Nuovi pericoli per l’ozono

Lo strato di ozono che circonda e protegge la Terra è più a rischio di quanto pensassimo. Stando a uno studio appena pubblicato su Nature Geoscience dai ricercatori della University of Leeds, infatti, diverse sostanze chimiche non incluse nel protocollo di Montreal, il trattato siglato dalle Nazioni Unite per proteggere l’ozono, le cosiddette “very short-lived substances” (Vsls) stanno pericolosamente aumentando, mettendo a repentaglio la “buona salute” della nostra atmosfera.

Ryan Hossaini, uno degli autori dello studio, della School of Earth and Environment di Leeds, racconta infatti che “le Vsls sono di origine sia industriale che naturale. La loro produzione industriale non è regolamentata dal protocollo di Montreal perché, storicamente, queste sostanze non hanno contribuito molto al danneggiamento dell’ozono. Tuttavia, oggi abbiamo osservato che una di esse sta crescendo più della norma. Se il trend dovesse continuare, lo strato di ozono correrebbe nuovamente un grande pericolo”.

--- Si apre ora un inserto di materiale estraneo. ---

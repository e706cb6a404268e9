use thiserror::Error;

/// Top-level error returned from the worker binary's `main`.
#[derive(Error, Debug)]
pub enum MainError {
    #[error("invalid configuration: {0}")]
    Config(String),

    #[error(transparent)]
    Connector(#[from] queue_common::ConnectorError),

    #[error("failed to start serving health/metrics routes")]
    Serve(#[from] std::io::Error),
}
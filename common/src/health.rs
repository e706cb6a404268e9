use axum::http::StatusCode;
use axum::response::{IntoResponse, Response};
use std::collections::HashMap;
use std::ops::Add;
use std::sync::{Arc, RwLock};

use time::Duration;
use tokio::sync::mpsc;
use tracing::{info, warn};

/// Health reporting for components of the service.
///
/// A worker process runs several concurrent fetch/dispatch loops, and the
/// process can only be trusted to be making progress if every loop is still
/// reporting in.
///
/// HealthRegistry allows an arbitrary number of components to
/// be registered and report their health. The process' health
/// status is the combination of these individual health status:
///   - if any component is unhealthy, the process is unhealthy
///   - if all components recently reported healthy, the process is healthy
///   - if a component failed to report healthy for its defined deadline,
///     it is considered unhealthy, and the check fails.
///
/// Trying to merge the k8s concepts of liveness and readiness in
/// a single state is full of foot-guns, so HealthRegistry does not
/// try to do it. Each probe should have its separate instance of
/// the registry to avoid confusions.

#[derive(Default, Debug)]
pub struct HealthStatus {
    /// The overall status: true of all components are healthy
    pub healthy: bool,
    /// Current status of each registered component, for display
    pub components: HashMap<String, ComponentStatus>,
}
impl IntoResponse for HealthStatus {
    /// Computes the axum status code based on the overall health status,
    /// and prints each component status in the body for debugging.
    fn into_response(self) -> Response {
        let body = format!("{:?}", self);
        match self.healthy {
            true => (StatusCode::OK, body),
            false => (StatusCode::INTERNAL_SERVER_ERROR, body),
        }
        .into_response()
    }
}

#[derive(Debug, Clone, Eq, PartialEq)]
pub enum ComponentStatus {
    /// Automatically set when a component is newly registered
    Starting,
    /// Recently reported healthy, will need to report again before the date
    HealthyUntil(time::OffsetDateTime),
    /// Reported unhealthy
    Unhealthy,
    /// Automatically set when the HealthyUntil deadline is reached
    Stalled,
}
struct HealthMessage {
    component: String,
    status: ComponentStatus,
}

#[derive(Clone)]
pub struct HealthHandle {
    component: String,
    deadline: Duration,
    sender: mpsc::Sender<HealthMessage>,
}

impl HealthHandle {
    /// Asynchronously report healthy, returns when the message is queued.
    /// Must be called more frequently than the configured deadline.
    pub async fn report_healthy(&self) {
        self.report_status(ComponentStatus::HealthyUntil(
            time::OffsetDateTime::now_utc().add(self.deadline),
        ))
        .await
    }

    /// Asynchronously report component status, returns when the message is queued.
    pub async fn report_status(&self, status: ComponentStatus) {
        let message = HealthMessage {
            component: self.component.clone(),
            status,
        };
        if let Err(err) = self.sender.send(message).await {
            warn!("failed to report heath status: {}", err)
        }
    }

    /// Synchronously report as healthy, returns when the message is queued.
    /// Must be called more frequently than the configured deadline.
    pub fn report_healthy_blocking(&self) {
        self.report_status_blocking(ComponentStatus::HealthyUntil(
            time::OffsetDateTime::now_utc().add(self.deadline),
        ))
    }

    /// Asynchronously report component status, returns when the message is queued.
    pub fn report_status_blocking(&self, status: ComponentStatus) {
        let message = HealthMessage {
            component: self.component.clone(),
            status,
        };
        if let Err(err) = self.sender.blocking_send(message) {
            warn!("failed to report heath status: {}", err)
        }
    }
}

#[derive(Clone)]
pub struct HealthRegistry {
    name: String,
    components: Arc<RwLock<HashMap<String, ComponentStatus>>>,
    sender: mpsc::Sender<HealthMessage>,
}

impl HealthRegistry {
    pub fn new(name: &str) -> Self {
        let (tx, mut rx) = mpsc::channel::<HealthMessage>(16);
        let registry = Self {
            name: name.to_owned(),
            components: Default::default(),
            sender: tx,
        };

        let components = registry.components.clone();
        tokio::spawn(async move {
            while let Some(message) = rx.recv().await {
                if let Ok(mut map) = components.write() {
                    _ = map.insert(message.component, message.status);
                } else {
                    // Poisoned mutex: Just warn, the probes will fail and the process restart
                    warn!("poisoned HeathRegistry mutex")
                }
            }
        });

        registry
    }

    /// Registers a new component in the registry. The returned handle should be passed
    /// to the component, to allow it to frequently report its health status.
    pub async fn register(&self, component: String, deadline: time::Duration) -> HealthHandle {
        let handle = HealthHandle {
            component,
            deadline,
            sender: self.sender.clone(),
        };
        handle.report_status(ComponentStatus::Starting).await;
        handle
    }

    /// Returns the overall process status, computed from the status of all the components
    /// currently registered. Can be used as an axum handler.
    pub fn get_status(&self) -> HealthStatus {
        let components = self
            .components
            .read()
            .expect("poisoned HeathRegistry mutex");

        let result = HealthStatus {
            healthy: !components.is_empty(), // unhealthy if no component has registered yet
            components: Default::default(),
        };
        let now = time::OffsetDateTime::now_utc();

        let result = components
            .iter()
            .fold(result, |mut result, (name, status)| {
                match status {
                    ComponentStatus::HealthyUntil(until) => {
                        if until.gt(&now) {
                            _ = result.components.insert(name.clone(), status.clone())
                        } else {
                            result.healthy = false;
                            _ = result
                                .components
                                .insert(name.clone(), ComponentStatus::Stalled)
                        }
                    }
                    _ => {
                        result.healthy = false;
                        _ = result.components.insert(name.clone(), status.clone())
                    }
                }
                result
            });
        match result.healthy {
            true => info!("{} health check ok", self.name),
            false => warn!("{} health check failed: {:?}", self.name, result.components),
        }
        result
    }
}

#[cfg(test)]
mod tests {
    use crate::health::{ComponentStatus, HealthRegistry, HealthStatus};
    use axum::http::StatusCode;
    use axum::response::IntoResponse;
    use std::ops::{Add, Sub};
    use time::{Duration, OffsetDateTime};

    async fn assert_or_retry<F>(check: F)
    where
        F: Fn() -> bool,
    {
        assert_or_retry_for_duration(check, Duration::seconds(5)).await
    }

    async fn assert_or_retry_for_duration<F>(check: F, timeout: Duration)
    where
        F: Fn() -> bool,
    {
        let deadline = OffsetDateTime::now_utc().add(timeout);
        while !check() && OffsetDateTime::now_utc().lt(&deadline) {
            tokio::time::sleep(tokio::time::Duration::from_millis(100)).await;
        }
        assert!(check())
    }
    #[tokio::test]
    async fn defaults_to_unhealthy() {
        let registry = HealthRegistry::new("liveness");
        assert!(!registry.get_status().healthy);
    }

    #[tokio::test]
    async fn one_component() {
        let registry = HealthRegistry::new("liveness");

        // New components are registered in Starting
        let handle = registry
            .register("one".to_string(), Duration::seconds(30))
            .await;
        assert_or_retry(|| registry.get_status().components.len() == 1).await;
        let mut status = registry.get_status();
        assert!(!status.healthy);
        assert_eq!(
            status.components.get("one"),
            Some(&ComponentStatus::Starting)
        );

        // Status goes healthy once the component reports
        handle.report_healthy().await;
        assert_or_retry(|| registry.get_status().healthy).await;
        status = registry.get_status();
        assert_eq!(status.components.len(), 1);

        // Status goes unhealthy if the components says so
        handle.report_status(ComponentStatus::Unhealthy).await;
        assert_or_retry(|| !registry.get_status().healthy).await;
        status = registry.get_status();
        assert_eq!(status.components.len(), 1);
        assert_eq!(
            status.components.get("one"),
            Some(&ComponentStatus::Unhealthy)
        );
    }

    #[tokio::test]
    async fn staleness_check() {
        let registry = HealthRegistry::new("liveness");
        let handle = registry
            .register("one".to_string(), Duration::seconds(30))
            .await;

        // Status goes healthy once the component reports
        handle.report_healthy().await;
        assert_or_retry(|| registry.get_status().healthy).await;
        let mut status = registry.get_status();
        assert_eq!(status.components.len(), 1);

        // If the component's ping is too old, it is considered stalled and the healthcheck fails
        // FIXME: we should mock the time instead
        handle
            .report_status(ComponentStatus::HealthyUntil(
                OffsetDateTime::now_utc().sub(Duration::seconds(1)),
            ))
            .await;
        assert_or_retry(|| !registry.get_status().healthy).await;
        status = registry.get_status();
        assert_eq!(status.components.len(), 1);
        assert_eq!(
            status.components.get("one"),
            Some(&ComponentStatus::Stalled)
        );
    }

    #[tokio::test]
    async fn several_components() {
        let registry = HealthRegistry::new("liveness");
        let handle1 = registry
            .register("one".to_string(), Duration::seconds(30))
            .await;
        let handle2 = registry
            .register("two".to_string(), Duration::seconds(30))
            .await;
        assert_or_retry(|| registry.get_status().components.len() == 2).await;

        // First component going healthy is not enough
        handle1.report_healthy().await;
        assert_or_retry(|| {
            registry.get_status().components.get("one").unwrap() != &ComponentStatus::Starting
        })
        .await;
        assert!(!registry.get_status().healthy);

        // Second component going healthy brings the health to green
        handle2.report_healthy().await;
        assert_or_retry(|| {
            registry.get_status().components.get("two").unwrap() != &ComponentStatus::Starting
        })
        .await;
        assert!(registry.get_status().healthy);

        // First component going unhealthy takes down the health to red
        handle1.report_status(ComponentStatus::Unhealthy).await;
        assert_or_retry(|| !registry.get_status().healthy).await;

        // First component recovering returns the health to green
        handle1.report_healthy().await;
        assert_or_retry(|| registry.get_status().healthy).await;

        // Second component going unhealthy takes down the health to red
        handle2.report_status(ComponentStatus::Unhealthy).await;
        assert_or_retry(|| !registry.get_status().healthy).await;
    }

    #[tokio::test]
    async fn into_response() {
        let nok = HealthStatus::default().into_response();
        assert_eq!(nok.status(), StatusCode::INTERNAL_SERVER_ERROR);

        let ok = HealthStatus {
            healthy: true,
            components: Default::default(),
        }
        .into_response();
        assert_eq!(ok.status(), StatusCode::OK);
    }
}
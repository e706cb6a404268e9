//! Clap `Cli`/`Commands` derive structure, grounded on the pack's
//! `posthog-cli` CLI tooling (`cli/src/commands.rs`'s top-level `Cli` with a
//! `#[command(subcommand)]` enum).

use clap::{Parser, Subcommand};

#[derive(Parser)]
#[command(name = "queue-cli", version, about = "Distributed job queue control plane")]
pub struct Cli {
    /// Stackable verbosity: -v for info, -vv for debug, -vvv for trace.
    #[arg(short, long, action = clap::ArgAction::Count, global = true)]
    pub verbose: u8,

    /// Overrides QUEUE_DATABASE_URL.
    #[arg(long, global = true)]
    pub database_url: Option<String>,

    #[command(subcommand)]
    pub command: Commands,
}

#[derive(Subcommand)]
pub enum Commands {
    /// Start one or more worker loops.
    Worker {
        /// Identifies this process in logs; has no effect on job eligibility.
        #[arg(long, default_value = "worker")]
        name: String,

        /// Comma-separated queues to subscribe to; empty means every
        /// registered queue.
        #[arg(long, default_value = "")]
        queues: String,
    },

    /// Enqueue one job.
    Defer {
        /// Registered task name.
        task_name: String,

        #[arg(long = "lock")]
        lock: Option<String>,

        #[arg(long = "queueing-lock")]
        queueing_lock: Option<String>,

        /// Treat `AlreadyEnqueued` as success (exit 0 instead of 1).
        #[arg(long)]
        ignore_already_enqueued: bool,

        /// Queue to enqueue onto; defaults to the task's registered queue.
        #[arg(long)]
        queue: Option<String>,

        /// `key=value` payload fields, e.g. `a=5 b=7`.
        #[arg(trailing_var_arg = true)]
        payload: Vec<String>,
    },

    /// List jobs matching the given filters.
    ListJobs {
        #[arg(long)]
        id: Option<i64>,
        #[arg(long)]
        queue: Option<String>,
        #[arg(long)]
        task_name: Option<String>,
        #[arg(long)]
        status: Option<String>,
        #[arg(long)]
        lock: Option<String>,
    },

    /// List queues with per-status job counts.
    ListQueues,

    /// List task names with per-status job counts.
    ListTasks,

    /// Force a job's status, bypassing the normal state machine. For manual
    /// recovery of stalled jobs.
    SetJobStatus { id: i64, status: String },
}
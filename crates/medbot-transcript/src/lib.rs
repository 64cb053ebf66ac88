//! # medbot-transcript
//!
//! Append-only, in-memory conversation transcript for MedBot.
//!
//! ## Overview
//!
//! Every message a session records is wrapped in a `TranscriptEntry` with
//! its sequence number and timestamp.  There is no edit or delete operation;
//! the transcript disappears when the session that owns it ends.
//!
//! ## Usage
//!
//! ```rust,ignore
//! use medbot_transcript::InMemoryTranscript;
//! use medbot_core::traits::TranscriptStore;
//!
//! let transcript = InMemoryTranscript::new(SessionId::new());
//! transcript.append(Role::User, "I have a headache")?;
//! let log = transcript.export_log()?;
//! ```

pub mod entry;
pub mod memory;

pub use entry::{TranscriptEntry, TranscriptLog};
pub use memory::InMemoryTranscript;

// ── Tests ─────────────────────────────────────────────────────────────────────
//! Response rule types and catalog configuration schema.
//!
//! A `CatalogConfig` is deserialized from TOML and holds an ordered list of
//! `ResponseRule`s plus a fallback reply.  Rules are evaluated in declaration
//! order: the first matching rule wins.  If no rule matches, the fallback is
//! returned.

use std::collections::HashSet;

use serde::{Deserialize, Serialize};

/// A single keyword rule loaded from TOML.
///
/// A rule matches when any of its `keywords` occurs as a substring of the
/// lowercased user message.  Whole-word boundaries are not considered.
#[derive(Debug, Clone, Serialize, Deserialize)]
pub struct ResponseRule {
    /// Stable identifier used in logs and scenario output.
    pub id: String,

    /// Human-readable note on what the rule covers.
    #[serde(default)]
    pub description: String,

    /// Lowercase substrings that trigger this rule.
    pub keywords: Vec<String>,

    /// The canned reply, Markdown formatted.
    pub response: String,
}

impl ResponseRule {
    /// Return true if any keyword occurs in `normalized`.
    ///
    /// `normalized` must already be lowercased; keywords are lowercased when
    /// the catalog is loaded.
    pub fn matches(&self, normalized: &str) -> bool {
        self.keywords.iter().any(|k| normalized.contains(k.as_str()))
    }
}

/// The top-level structure deserialized from a TOML catalog file.
///
/// Example:
/// ```toml
/// fallback = "Tell me more about how you feel."
///
/// [[rules]]
/// id = "fever"
/// keywords = ["fever", "temperature"]
/// response = "Stay hydrated and rest."
/// ```
#[derive(Debug, Clone, Serialize, Deserialize)]
pub struct CatalogConfig {
    /// Reply used when no rule matches.
    pub fallback: String,

    /// Ordered list of rules.  First match wins.
    #[serde(default)]
    pub rules: Vec<ResponseRule>,
}

impl CatalogConfig {
    /// Lowercase and trim every keyword in place.
    pub fn normalize(&mut self) {
        for rule in &mut self.rules {
            for keyword in &mut rule.keywords {
                *keyword = keyword.trim().to_lowercase();
            }
        }
    }

    /// Check the catalog for problems that would break routing.
    ///
    /// Collects every problem rather than stopping at the first, so a broken
    /// catalog file can be fixed in one pass.  An empty result means the
    /// catalog is usable.
    pub fn problems(&self) -> Vec<String> {
        let mut problems = Vec::new();

        if self.fallback.trim().is_empty() {
            problems.push("fallback response is empty".to_string());
        }

        let mut seen = HashSet::new();
        for rule in &self.rules {
            if !seen.insert(rule.id.as_str()) {
                problems.push(format!("duplicate rule id '{}'", rule.id));
            }
            if rule.keywords.is_empty() {
                problems.push(format!("rule '{}' has no keywords", rule.id));
            }
            if rule.keywords.iter().any(|k| k.trim().is_empty()) {
                problems.push(format!("rule '{}' has a blank keyword", rule.id));
            }
            if rule.response.trim().is_empty() {
                problems.push(format!("rule '{}' has an empty response", rule.id));
            }
        }

        problems
    }
}
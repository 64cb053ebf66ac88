//! # medbot-web
//!
//! Browser demo for MedBot. Serves a static chat page at `/`, answers
//! `POST /chat` from the keyword catalog and reports liveness on `/health`.
//!
//! The router is loaded once and shared read-only; every chat request gets a
//! fresh session whose transcript is dropped when the request completes.

pub mod context;
pub mod routes;

pub use context::RequestContext;
pub use routes::{build_router, AppState, DEFAULT_SERVICE_NAME};
//! Stand-in execution context for the hosted AI service.
//!
//! Everything here is hardcoded.  `MockContext` replaces the request context
//! the serverless runtime would hand to the service in production, so the
//! service boundary can be exercised without credentials or network access.

use std::collections::BTreeMap;

use medbot_contracts::message::{ChatPayload, Message};
use medbot_core::traits::ExecutionContext;

/// The interface header the hosted assistant expects on every request.
pub const INTERFACE_HEADER: &str = "X-Ai-Interface";

/// A fixed-token, fixed-header execution context.
///
/// Defaults to token `"test-token-123"` and a single user message reporting
/// a sore throat and fever.
#[derive(Debug, Clone)]
pub struct MockContext {
    token: String,
    messages: Vec<Message>,
    headers: BTreeMap<String, String>,
}

impl MockContext {
    pub const DEFAULT_TOKEN: &'static str = "test-token-123";

    pub fn new() -> Self {
        Self::with_messages(vec![Message::user(
            "Hello, I have a sore throat and fever. Can you help?",
        )])
    }

    /// A context carrying the given conversation and the default token.
    pub fn with_messages(messages: Vec<Message>) -> Self {
        let mut headers = BTreeMap::new();
        headers.insert(INTERFACE_HEADER.to_string(), "assistant".to_string());
        Self {
            token: Self::DEFAULT_TOKEN.to_string(),
            messages,
            headers,
        }
    }

    pub fn with_token(mut self, token: impl Into<String>) -> Self {
        self.token = token.into();
        self
    }
}

impl Default for MockContext {
    fn default() -> Self {
        Self::new()
    }
}

impl ExecutionContext for MockContext {
    fn generate_token(&self) -> String {
        self.token.clone()
    }

    fn get_token(&self) -> String {
        self.token.clone()
    }

    fn get_json(&self) -> ChatPayload {
        ChatPayload::new(self.messages.clone())
    }

    fn get_headers(&self) -> BTreeMap<String, String> {
        self.headers.clone()
    }
}
//! Execution context for a live HTTP request.

use std::collections::BTreeMap;

use axum::http::{header::AUTHORIZATION, HeaderMap};

use medbot_contracts::message::{ChatPayload, Message};
use medbot_core::traits::ExecutionContext;
use medbot_service::MockContext;

/// The context of one `POST /chat` request.
///
/// A request without an `Authorization` header runs under the fixed demo
/// token. A request that sends the header must carry a non-blank bearer
/// token; anything else leaves the token empty and fails authentication.
/// The payload is the single posted message.
#[derive(Debug, Clone)]
pub struct RequestContext {
    token: String,
    message: String,
    headers: BTreeMap<String, String>,
}

impl RequestContext {
    pub fn from_parts(headers: &HeaderMap, message: String) -> Self {
        let token = match headers.get(AUTHORIZATION) {
            None => MockContext::DEFAULT_TOKEN.to_string(),
            Some(value) => value
                .to_str()
                .ok()
                .and_then(|v| v.strip_prefix("Bearer "))
                .map(|t| t.trim().to_string())
                .unwrap_or_default(),
        };

        // Non-UTF-8 header values are dropped.
        let headers = headers
            .iter()
            .filter_map(|(name, value)| {
                value
                    .to_str()
                    .ok()
                    .map(|v| (name.as_str().to_string(), v.to_string()))
            })
            .collect();

        Self {
            token,
            message,
            headers,
        }
    }
}

impl ExecutionContext for RequestContext {
    // A live request cannot mint credentials of its own.
    fn generate_token(&self) -> String {
        String::new()
    }

    fn get_token(&self) -> String {
        self.token.clone()
    }

    fn get_json(&self) -> ChatPayload {
        ChatPayload::new(vec![Message::user(self.message.clone())])
    }

    fn get_headers(&self) -> BTreeMap<String, String> {
        self.headers.clone()
    }
}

Nel loro studio, gli scienziati hanno usato un modello computerizzato dell’atmosfera per determinare l’impatto delle Vsls su ozono e clima, analizzando anche le serie storiche su emissioni e presenza delle sostanze sull’atmosfera, fornite dalla National Oceanic and Atmospheric Administration (Noaa) statunitense. I risultati hanno evidenziato un improvviso aumento del diclorometano, un Vsls di origine umana emesso in diversi processi industriali.

“Dobbiamo continuare a monitorare la presenza atmosferica di questi gas e determinarne la sorgente”, spiega Martyn Chipperfield, un altro autore del lavoro. “Al momento, la ‘ricompattazione’ dello strato di ozono dopo la messa al bando dei Cfc [i famigerati clorofluorocarburi, nda] è ancora in atto, ma la presenza sempre maggiore di diclorometano rende la situazione molto più incerta”. Anche perché il diclorometano, stando all’analisi degli scienziati è almeno quattro volte più pericoloso dei clorofluorocarburi in termini di danneggiamento dello strato di ozono e influenza sul clima. Forse è arrivato il momento di aggiornare gli accordi internazionali.